(Work instructions) In the entries that follow, which lines hold the string "BTreeMap"? List them.

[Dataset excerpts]
------
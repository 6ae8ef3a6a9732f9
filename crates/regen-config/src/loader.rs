//! Configuration Loader
//!
//! Handles loading and merging configuration from multiple sources with proper precedence.

use crate::project::{BuildSettings, PathsConfig, ProjectConfig, ToolsConfig, TOOL_NAMES};
use crate::{ConfigError, ConfigResult, CONFIG_FILE_NAME};
use std::collections::BTreeMap;
use std::env;
use std::path::{Path, PathBuf};

/// Worker pool width used when nothing else is configured
pub const DEFAULT_JOBS: usize = 16;

/// Output root used when nothing else is configured, relative to the project root
pub const DEFAULT_OUTPUT_DIR: &str = "build/regen";

/// Configuration loader
///
/// Loads configuration from multiple sources and merges them with proper precedence:
/// 1. Project config (./regen.toml) - lowest priority
/// 2. Environment variables (REGEN_*) - overrides project
/// 3. CLI flags - highest priority (handled by caller)
#[derive(Debug, Default)]
pub struct ConfigLoader;

/// Merged configuration result
#[derive(Debug, Clone)]
pub struct Config {
    /// Project configuration
    pub project: ProjectConfig,

    /// Directory the configuration was found in, if any
    pub project_root: Option<PathBuf>,

    /// Directory relative paths are anchored to when there is no project root
    pub base_dir: PathBuf,
}

impl ConfigLoader {
    /// Create a new configuration loader
    pub fn new() -> Self {
        Self
    }

    /// Load configuration starting from the given directory
    ///
    /// Walks up the directory tree to find regen.toml. A missing file is not
    /// an error: defaults anchored at `start_dir` are used instead.
    pub fn load_from_directory(&self, start_dir: &Path) -> ConfigResult<Config> {
        let (project_root, project_config) = self.find_project_config(start_dir)?;
        let project_config = self.apply_env_overrides(project_config)?;

        Ok(Config {
            project: project_config,
            base_dir: project_root
                .clone()
                .unwrap_or_else(|| start_dir.to_path_buf()),
            project_root,
        })
    }

    /// Load configuration from a specific project config file
    pub fn load_from_file(&self, config_path: &Path) -> ConfigResult<Config> {
        let project_config = ProjectConfig::load_from_file(config_path)?;
        let project_config = self.apply_env_overrides(project_config)?;

        let project_root = config_path.parent().map(|p| p.to_path_buf());

        Ok(Config {
            project: project_config,
            base_dir: project_root.clone().unwrap_or_else(|| PathBuf::from(".")),
            project_root,
        })
    }

    /// Find project configuration by walking up directory tree
    fn find_project_config(
        &self,
        start_dir: &Path,
    ) -> ConfigResult<(Option<PathBuf>, ProjectConfig)> {
        let mut current = start_dir.to_path_buf();

        loop {
            let config_path = current.join(CONFIG_FILE_NAME);

            if config_path.exists() {
                let project_config = ProjectConfig::load_from_file(&config_path)?;
                return Ok((Some(current), project_config));
            }

            match current.parent() {
                Some(parent) => current = parent.to_path_buf(),
                None => return Ok((None, ProjectConfig::default())),
            }
        }
    }

    /// Apply environment variable overrides to project config
    ///
    /// Recognized: REGEN_JOBS, REGEN_SOURCE_DIR, REGEN_OUTPUT_DIR and
    /// REGEN_<TOOL> for every tool identity (e.g. REGEN_GBAGFX).
    fn apply_env_overrides(&self, mut config: ProjectConfig) -> ConfigResult<ProjectConfig> {
        if let Ok(jobs) = env::var("REGEN_JOBS") {
            let jobs: usize = jobs.trim().parse().map_err(|_| ConfigError::InvalidEnv {
                var: "REGEN_JOBS".to_string(),
                reason: format!("'{}' is not a positive integer", jobs),
            })?;
            if jobs == 0 {
                return Err(ConfigError::InvalidEnv {
                    var: "REGEN_JOBS".to_string(),
                    reason: "must be at least 1".to_string(),
                });
            }
            config
                .build
                .get_or_insert_with(BuildSettings::default)
                .jobs = Some(jobs);
        }

        if let Ok(source) = env::var("REGEN_SOURCE_DIR") {
            config.paths.get_or_insert_with(PathsConfig::default).source =
                Some(PathBuf::from(source));
        }

        if let Ok(output) = env::var("REGEN_OUTPUT_DIR") {
            config.paths.get_or_insert_with(PathsConfig::default).output =
                Some(PathBuf::from(output));
        }

        for name in TOOL_NAMES {
            let var = format!("REGEN_{}", name.to_uppercase());
            if let Ok(path) = env::var(&var) {
                config.tools.set(name, PathBuf::from(path));
            }
        }

        Ok(config)
    }
}

impl Config {
    /// Configuration made only of defaults, anchored at `base_dir`
    pub fn with_defaults(base_dir: impl Into<PathBuf>) -> Self {
        Self {
            project: ProjectConfig::default(),
            project_root: None,
            base_dir: base_dir.into(),
        }
    }

    /// Get the project root directory
    pub fn project_root(&self) -> Option<&Path> {
        self.project_root.as_deref()
    }

    /// Check if this is a project (has regen.toml)
    pub fn is_project(&self) -> bool {
        self.project_root.is_some()
    }

    /// Effective source root
    pub fn source_root(&self) -> PathBuf {
        match self.project.paths.as_ref().and_then(|p| p.source.as_ref()) {
            Some(source) => self.base_dir.join(source),
            None => self.base_dir.clone(),
        }
    }

    /// Effective output root
    pub fn output_root(&self) -> PathBuf {
        match self.project.paths.as_ref().and_then(|p| p.output.as_ref()) {
            Some(output) => self.base_dir.join(output),
            None => self.base_dir.join(DEFAULT_OUTPUT_DIR),
        }
    }

    /// Effective worker pool width
    pub fn jobs(&self) -> usize {
        self.project
            .build
            .as_ref()
            .and_then(|b| b.jobs)
            .unwrap_or(DEFAULT_JOBS)
    }

    /// Extra ignored target names
    pub fn ignore(&self) -> &[String] {
        self.project
            .build
            .as_ref()
            .map(|b| b.ignore.as_slice())
            .unwrap_or(&[])
    }

    /// Extra description variables
    pub fn env(&self) -> &BTreeMap<String, String> {
        &self.project.env
    }

    /// Effective executable path for a tool identity
    ///
    /// Configured paths are relative to the project root; unconfigured tools
    /// default to `tools/<name>/<name>` under the source root.
    pub fn tool_path(&self, name: &str) -> PathBuf {
        match self.project.tools.get(name) {
            Some(path) => self.base_dir.join(path),
            None => self.source_root().join(ToolsConfig::default_path(name)),
        }
    }
}

#[cfg(test)]
mod tests {
    use super::*;
    use serial_test::serial;
    use std::fs;
    use tempfile::TempDir;

    fn create_config_file(dir: &Path, content: &str) -> PathBuf {
        let config_path = dir.join(CONFIG_FILE_NAME);
        fs::write(&config_path, content).unwrap();
        config_path
    }

    #[test]
    #[serial]
    fn test_load_project_config() {
        let temp_dir = TempDir::new().unwrap();
        create_config_file(
            temp_dir.path(),
            r#"
[build]
jobs = 3
"#,
        );

        let config = ConfigLoader::new()
            .load_from_directory(temp_dir.path())
            .unwrap();

        assert!(config.is_project());
        assert_eq!(config.jobs(), 3);
    }

    #[test]
    #[serial]
    fn test_find_config_in_parent() {
        let temp_dir = TempDir::new().unwrap();
        create_config_file(temp_dir.path(), "");

        let sub_dir = temp_dir.path().join("subdir");
        fs::create_dir(&sub_dir).unwrap();

        let config = ConfigLoader::new().load_from_directory(&sub_dir).unwrap();

        assert_eq!(config.project_root(), Some(temp_dir.path()));
        assert_eq!(config.source_root(), temp_dir.path());
    }

    #[test]
    #[serial]
    fn test_defaults_without_project() {
        let temp_dir = TempDir::new().unwrap();

        let config = ConfigLoader::new()
            .load_from_directory(temp_dir.path())
            .unwrap();

        assert!(!config.is_project());
        assert_eq!(config.jobs(), DEFAULT_JOBS);
        assert_eq!(
            config.output_root(),
            temp_dir.path().join(DEFAULT_OUTPUT_DIR)
        );
        assert_eq!(
            config.tool_path("gbagfx"),
            temp_dir.path().join("tools/gbagfx/gbagfx")
        );
    }

    #[test]
    #[serial]
    fn test_env_override_jobs() {
        let temp_dir = TempDir::new().unwrap();
        create_config_file(temp_dir.path(), "[build]\njobs = 2\n");

        env::set_var("REGEN_JOBS", "7");
        let config = ConfigLoader::new().load_from_directory(temp_dir.path());
        env::remove_var("REGEN_JOBS");

        assert_eq!(config.unwrap().jobs(), 7);
    }

    #[test]
    #[serial]
    fn test_env_override_invalid_jobs() {
        let temp_dir = TempDir::new().unwrap();

        env::set_var("REGEN_JOBS", "many");
        let result = ConfigLoader::new().load_from_directory(temp_dir.path());
        env::remove_var("REGEN_JOBS");

        assert!(matches!(result, Err(ConfigError::InvalidEnv { .. })));
    }

    #[test]
    #[serial]
    fn test_env_override_tool_path() {
        let temp_dir = TempDir::new().unwrap();

        env::set_var("REGEN_RSFONT", "/opt/rsfont");
        let config = ConfigLoader::new().load_from_directory(temp_dir.path());
        env::remove_var("REGEN_RSFONT");

        assert_eq!(
            config.unwrap().tool_path("rsfont"),
            PathBuf::from("/opt/rsfont")
        );
    }
}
------
(Reply to the task)
use std::collections::BTreeMap;
    pub fn env(&self) -> &BTreeMap<String, String> {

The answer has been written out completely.